> _Task directions_:
Scan the entries below. Report each line where the string "OBJECTS" occurs.

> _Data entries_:
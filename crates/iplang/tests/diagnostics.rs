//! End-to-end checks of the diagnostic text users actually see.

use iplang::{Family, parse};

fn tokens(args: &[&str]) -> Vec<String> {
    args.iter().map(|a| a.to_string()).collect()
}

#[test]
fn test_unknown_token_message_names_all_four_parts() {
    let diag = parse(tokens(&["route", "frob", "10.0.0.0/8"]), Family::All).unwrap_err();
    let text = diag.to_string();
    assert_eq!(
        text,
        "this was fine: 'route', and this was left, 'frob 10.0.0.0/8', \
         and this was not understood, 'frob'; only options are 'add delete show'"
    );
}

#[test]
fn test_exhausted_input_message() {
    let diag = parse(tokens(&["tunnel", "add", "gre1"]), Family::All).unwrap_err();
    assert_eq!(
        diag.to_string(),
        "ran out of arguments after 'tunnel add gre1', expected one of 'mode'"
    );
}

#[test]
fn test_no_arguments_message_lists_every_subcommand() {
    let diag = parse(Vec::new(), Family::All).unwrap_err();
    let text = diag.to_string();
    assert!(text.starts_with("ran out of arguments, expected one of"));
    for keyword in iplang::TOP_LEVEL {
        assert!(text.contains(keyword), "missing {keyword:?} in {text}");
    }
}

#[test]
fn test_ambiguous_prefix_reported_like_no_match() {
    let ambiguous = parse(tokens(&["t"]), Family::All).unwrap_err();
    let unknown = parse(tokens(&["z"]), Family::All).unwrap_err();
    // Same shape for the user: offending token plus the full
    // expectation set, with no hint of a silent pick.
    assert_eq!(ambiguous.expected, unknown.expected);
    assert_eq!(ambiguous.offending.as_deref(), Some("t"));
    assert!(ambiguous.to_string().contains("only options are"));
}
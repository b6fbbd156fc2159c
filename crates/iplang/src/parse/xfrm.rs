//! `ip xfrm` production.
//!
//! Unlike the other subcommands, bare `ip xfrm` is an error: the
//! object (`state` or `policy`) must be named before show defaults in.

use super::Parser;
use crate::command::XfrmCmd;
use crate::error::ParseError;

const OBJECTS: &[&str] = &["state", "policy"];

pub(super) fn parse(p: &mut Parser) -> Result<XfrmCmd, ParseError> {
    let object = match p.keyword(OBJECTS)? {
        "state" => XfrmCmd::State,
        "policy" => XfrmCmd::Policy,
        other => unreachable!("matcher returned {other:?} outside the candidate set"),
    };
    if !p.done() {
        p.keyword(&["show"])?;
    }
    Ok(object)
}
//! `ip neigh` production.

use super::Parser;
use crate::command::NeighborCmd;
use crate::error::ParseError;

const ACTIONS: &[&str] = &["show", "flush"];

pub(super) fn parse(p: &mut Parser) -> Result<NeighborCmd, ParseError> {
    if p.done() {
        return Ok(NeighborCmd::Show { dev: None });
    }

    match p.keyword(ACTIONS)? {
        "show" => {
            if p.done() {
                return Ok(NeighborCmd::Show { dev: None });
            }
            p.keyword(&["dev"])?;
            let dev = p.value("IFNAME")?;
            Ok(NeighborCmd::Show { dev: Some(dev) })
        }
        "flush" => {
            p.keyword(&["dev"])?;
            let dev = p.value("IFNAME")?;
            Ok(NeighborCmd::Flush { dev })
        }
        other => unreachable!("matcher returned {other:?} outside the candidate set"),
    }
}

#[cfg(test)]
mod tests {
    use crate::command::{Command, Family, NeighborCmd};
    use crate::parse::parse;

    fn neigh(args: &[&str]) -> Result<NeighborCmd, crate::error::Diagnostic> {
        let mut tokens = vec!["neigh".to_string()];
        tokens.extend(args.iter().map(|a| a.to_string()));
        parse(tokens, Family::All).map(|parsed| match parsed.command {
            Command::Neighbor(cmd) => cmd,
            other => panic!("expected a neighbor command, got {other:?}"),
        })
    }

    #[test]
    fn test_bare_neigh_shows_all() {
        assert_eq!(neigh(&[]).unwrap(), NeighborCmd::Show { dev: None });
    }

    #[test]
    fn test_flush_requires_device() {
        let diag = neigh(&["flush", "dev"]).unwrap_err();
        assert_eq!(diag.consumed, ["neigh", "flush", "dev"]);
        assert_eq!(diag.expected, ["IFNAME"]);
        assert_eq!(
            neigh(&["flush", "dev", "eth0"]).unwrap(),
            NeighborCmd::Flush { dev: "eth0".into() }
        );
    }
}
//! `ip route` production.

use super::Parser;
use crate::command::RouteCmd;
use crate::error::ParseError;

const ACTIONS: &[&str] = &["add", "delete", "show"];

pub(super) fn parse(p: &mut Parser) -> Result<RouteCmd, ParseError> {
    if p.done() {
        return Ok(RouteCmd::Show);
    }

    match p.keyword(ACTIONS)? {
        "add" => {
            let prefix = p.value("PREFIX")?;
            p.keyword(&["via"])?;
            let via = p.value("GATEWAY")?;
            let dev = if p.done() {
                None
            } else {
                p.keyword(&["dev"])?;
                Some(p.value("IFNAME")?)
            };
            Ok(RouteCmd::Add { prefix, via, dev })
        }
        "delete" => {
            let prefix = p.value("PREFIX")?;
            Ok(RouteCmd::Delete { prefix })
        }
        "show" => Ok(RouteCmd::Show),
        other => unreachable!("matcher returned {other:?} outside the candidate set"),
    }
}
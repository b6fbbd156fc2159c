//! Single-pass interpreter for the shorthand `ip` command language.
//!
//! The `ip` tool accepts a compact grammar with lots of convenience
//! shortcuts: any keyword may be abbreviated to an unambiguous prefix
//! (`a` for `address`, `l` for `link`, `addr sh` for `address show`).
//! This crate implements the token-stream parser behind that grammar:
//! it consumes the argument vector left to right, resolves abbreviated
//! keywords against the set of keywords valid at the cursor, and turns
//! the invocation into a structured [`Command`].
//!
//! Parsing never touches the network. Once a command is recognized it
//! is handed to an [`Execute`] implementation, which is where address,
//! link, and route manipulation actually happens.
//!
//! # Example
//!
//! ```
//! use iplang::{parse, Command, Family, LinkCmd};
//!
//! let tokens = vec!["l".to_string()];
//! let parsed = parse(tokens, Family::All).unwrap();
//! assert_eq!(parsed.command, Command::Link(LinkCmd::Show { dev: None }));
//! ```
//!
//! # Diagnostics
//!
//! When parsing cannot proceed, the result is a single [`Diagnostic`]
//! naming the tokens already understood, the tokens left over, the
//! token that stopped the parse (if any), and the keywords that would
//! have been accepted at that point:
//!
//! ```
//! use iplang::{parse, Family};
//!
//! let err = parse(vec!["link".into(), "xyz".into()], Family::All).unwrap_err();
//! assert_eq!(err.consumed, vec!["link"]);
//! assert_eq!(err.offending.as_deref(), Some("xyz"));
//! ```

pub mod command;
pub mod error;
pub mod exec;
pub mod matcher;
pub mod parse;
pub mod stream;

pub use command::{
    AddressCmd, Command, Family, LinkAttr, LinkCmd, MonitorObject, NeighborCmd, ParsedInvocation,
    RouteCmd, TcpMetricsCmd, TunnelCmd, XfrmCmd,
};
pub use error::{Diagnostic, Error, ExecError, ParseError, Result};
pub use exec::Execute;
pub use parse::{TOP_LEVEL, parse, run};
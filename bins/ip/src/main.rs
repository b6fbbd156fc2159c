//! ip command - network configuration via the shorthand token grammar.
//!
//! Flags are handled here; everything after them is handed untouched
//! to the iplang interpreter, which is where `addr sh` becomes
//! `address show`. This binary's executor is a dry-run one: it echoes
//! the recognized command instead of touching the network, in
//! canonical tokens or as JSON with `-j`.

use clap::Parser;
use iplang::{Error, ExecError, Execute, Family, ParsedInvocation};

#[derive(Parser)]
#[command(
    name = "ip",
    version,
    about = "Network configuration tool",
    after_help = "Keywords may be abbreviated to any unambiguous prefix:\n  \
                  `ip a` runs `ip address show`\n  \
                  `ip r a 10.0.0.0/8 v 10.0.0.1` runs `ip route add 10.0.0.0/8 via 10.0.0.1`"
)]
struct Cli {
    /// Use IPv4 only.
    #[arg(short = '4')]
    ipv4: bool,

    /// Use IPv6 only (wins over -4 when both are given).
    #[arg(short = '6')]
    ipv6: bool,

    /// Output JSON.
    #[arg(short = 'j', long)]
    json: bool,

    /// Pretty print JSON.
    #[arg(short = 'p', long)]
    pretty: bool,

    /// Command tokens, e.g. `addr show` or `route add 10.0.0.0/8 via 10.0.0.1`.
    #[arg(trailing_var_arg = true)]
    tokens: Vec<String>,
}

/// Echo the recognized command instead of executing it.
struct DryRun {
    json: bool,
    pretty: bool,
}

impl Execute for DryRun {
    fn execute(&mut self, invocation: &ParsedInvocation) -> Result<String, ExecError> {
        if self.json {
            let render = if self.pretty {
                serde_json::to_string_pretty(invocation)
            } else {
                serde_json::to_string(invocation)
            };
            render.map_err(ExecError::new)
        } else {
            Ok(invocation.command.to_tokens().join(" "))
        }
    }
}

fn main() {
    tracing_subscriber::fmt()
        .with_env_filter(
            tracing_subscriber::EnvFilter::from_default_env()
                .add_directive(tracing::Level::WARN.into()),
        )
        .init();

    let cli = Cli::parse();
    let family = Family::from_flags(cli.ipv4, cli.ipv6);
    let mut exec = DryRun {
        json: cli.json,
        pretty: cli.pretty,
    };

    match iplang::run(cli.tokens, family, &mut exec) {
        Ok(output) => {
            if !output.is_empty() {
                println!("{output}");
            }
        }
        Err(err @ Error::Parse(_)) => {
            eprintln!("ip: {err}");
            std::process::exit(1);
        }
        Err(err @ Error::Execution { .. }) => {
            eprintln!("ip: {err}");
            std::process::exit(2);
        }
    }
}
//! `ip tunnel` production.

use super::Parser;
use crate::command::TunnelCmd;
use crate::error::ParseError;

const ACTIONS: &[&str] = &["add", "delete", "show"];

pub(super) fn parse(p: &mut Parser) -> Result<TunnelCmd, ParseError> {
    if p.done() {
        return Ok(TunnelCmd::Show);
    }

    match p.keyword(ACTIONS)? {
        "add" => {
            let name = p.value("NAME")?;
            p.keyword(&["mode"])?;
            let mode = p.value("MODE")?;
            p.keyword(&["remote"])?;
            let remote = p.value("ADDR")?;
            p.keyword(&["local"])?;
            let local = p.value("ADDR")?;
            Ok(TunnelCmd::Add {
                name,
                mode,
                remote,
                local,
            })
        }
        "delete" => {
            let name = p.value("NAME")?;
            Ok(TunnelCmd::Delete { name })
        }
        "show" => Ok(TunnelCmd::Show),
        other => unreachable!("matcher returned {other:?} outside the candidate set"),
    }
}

> _Answer box_:
const OBJECTS: &[&str] = &["state", "policy"];
    let object = match p.keyword(OBJECTS)? {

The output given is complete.